Ilustrasi, gedung kantor Gudang Garam. Foto: multioptimal.com
Husen Miftahudin • 7 September 2025 14:27
Jakarta: Kabar mengenai pemutusan hubungan kerja (PHK) massal di PT Gudang Garam mencuat setelah beredarnya sebuah video viral di media sosial. Dalam rekaman itu, tampak ratusan hingga ribuan karyawan saling berjabat tangan, menangis, dan memperlihatkan suasana perpisahan.
Meski belum ada pernyataan resmi terkait hal tersebut, isu ini menjadi perhatian besar di tengah lesunya perekonomian. Bahkan Presiden Konfederasi Serikat Pekerja Indonesia (KSPI) Said Iqbal isu PHK massal tersebut menjadi bukti nyata merosotnya daya beli masyarakat.
"Bila benar terjadi PHK di PT Gudang Garam, ini membuktikan daya beli masyarakat masih rendah, sehingga produksi rokok menurun," ujar Iqbal kepada Media Indonesia, Minggu, 7 September 2025.
Said mendesak pemerintah segera turun tangan menyelamatkan industri rokok nasional sekaligus melindungi para buruh. Namun, ia mengingatkan agar langkah pemerintah tidak sekadar janji manis seperti kasus PHK massal di Sritex, di mana hak-hak buruh bahkan tunjangan hari raya (THR) dituding tak dibayarkan.

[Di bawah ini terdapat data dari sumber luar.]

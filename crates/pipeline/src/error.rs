use academy_core::error::CoreError;
use academy_core::retry::is_transient_message;

/// Failure talking to the backing store.
#[derive(Debug, thiserror::Error)]
pub enum StoreError {
    /// An error from sqlx.
    #[error("Database error: {0}")]
    Database(#[from] sqlx::Error),
}

impl StoreError {
    /// Whether retrying the same call might succeed.
    ///
    /// Connection-level failures are transient; anything the database
    /// itself rejected is not.
    pub fn is_transient(&self) -> bool {
        let StoreError::Database(err) = self;
        match err {
            sqlx::Error::Io(_)
            | sqlx::Error::Tls(_)
            | sqlx::Error::PoolTimedOut
            | sqlx::Error::PoolClosed
            | sqlx::Error::WorkerCrashed => true,
            sqlx::Error::Database(_) | sqlx::Error::RowNotFound => false,
            other => is_transient_message(&other.to_string()),
        }
    }
}

/// Error returned by the pipeline's caller-facing operations.
#[derive(Debug, thiserror::Error)]
pub enum PipelineError {
    /// Not-found, validation and precondition failures.
    #[error(transparent)]
    Core(#[from] CoreError),

    /// Storage failure on a step that is not best-effort.
    #[error(transparent)]
    Store(#[from] StoreError),
}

Menurut dia, penyelamatan industri rokok perlu dilakukan agar keberlangsungan pekerjaan buruh tetap terjaga. "Selamatkan puluhan ribu buruh yang terancam PHK. Pemerintah pusat dan daerah harus turun tangan, tapi jangan seperti kasus PHK Sritex," tekan Said mengingatkan.
(Tangkapan layar situasi PHK massal di pabrik Gudang Garam yang viral di media sosial. Foto: Istimewa)
Profil PT Gudang Garam
PT Gudang Garam merupakan produsen rokok terbesar ketiga di Indonesia yang berkantor pusat di Kediri. Perusahaan ini didirikan Surya Wonowidjojo (Tjoa Ing-Hwie) yang pada 1956 membeli lahan untuk memproduksi rokok kretek. Setelah beroperasi selama dua tahun, Surya memberikan nama perusahaannya sebagai Perusahaan Rokok Tjap Gudang Garam.
Pada tahun 1966, perusahaan ini telah menjadi produsen sigaret kretek tangan (SKT) terbesar di Indonesia, dengan ribuan karyawan dan kapasitas produksi 50 juta batang SKT per bulan. Pada pertengahan dekade 1960-an, krisis politik Indonesia sempat membuat perusahaan ini kehilangan banyak karyawan, tetapi perusahaan ini berhasil bangkit kembali dalam waktu yang tidak terlalu lama.
Kebangkita Gudang Garam setelah masa keterpurukannya terjadi saat perusahaan mengubah badan hukum menjadi Perseroan Terbatas (PT) dan mulai mengekspor produknya. Gudang Garam bahkan mendatangkan mesin pembuat
rokok untuk menaikkan produksinya dua kali lipat.
Diketahui, sejak dekade 1970-an, Gudang Garam masih setia memproduksi Sigret Kretek Tangan (SKT), dan baru mendatangkan mesin pembuat rokok pada 1979 untuk memproduksi rokok dengan sistem Sigaret Kretek Mesin (SKM).
Mesin pembuat rokok tersebut kemudian berhasil menaikkan produksi perusahaan ini menjadi dua kali lipat, yakni dari sembilan miliar batang per tahun menjadi 17 miliar batang per tahun.
Pada 1990, Gudang Garam melantai di Bursa dengan kode GGRM dan penawaran perdana pada harga Rp10.250 per lembar. Pada krisis ekonomi 1998, Gudang Garam menjadi perusahaan konglomerasi terbesar kelima di Indonesia yang bahkan tidak bergantung pada utang luar negeri. Selepas krisis, perusahaan ini memperluas jumlah pabriknya.
Pada 2017, perusahaan ini menguasai sekitar 21 persen pangsa pasar rokok nasional, dengan pabrik di Kediri, Sumenep, Karanganyar, dan Gempol. Pada 2021, perusahaan ini mendirikan tiga anak usaha baru, masing-masing untuk berbisnis di bidang impor, distribusi, dan produksi rokok elektrik. Tetapi tiga perusahaan tersebut belum mulai beroperasi.
Pada 2022, perusahaan ini mendirikan PT Surya Kerta Agung untuk berekspansi ke bisnis pengelolaan jalan tol dan menyuntikkan modal sebesar Rp1 triliun ke anak perusahaannya, PT Surya Dhoho Investama, untuk mengelola Bandara Dhoho di Kediri.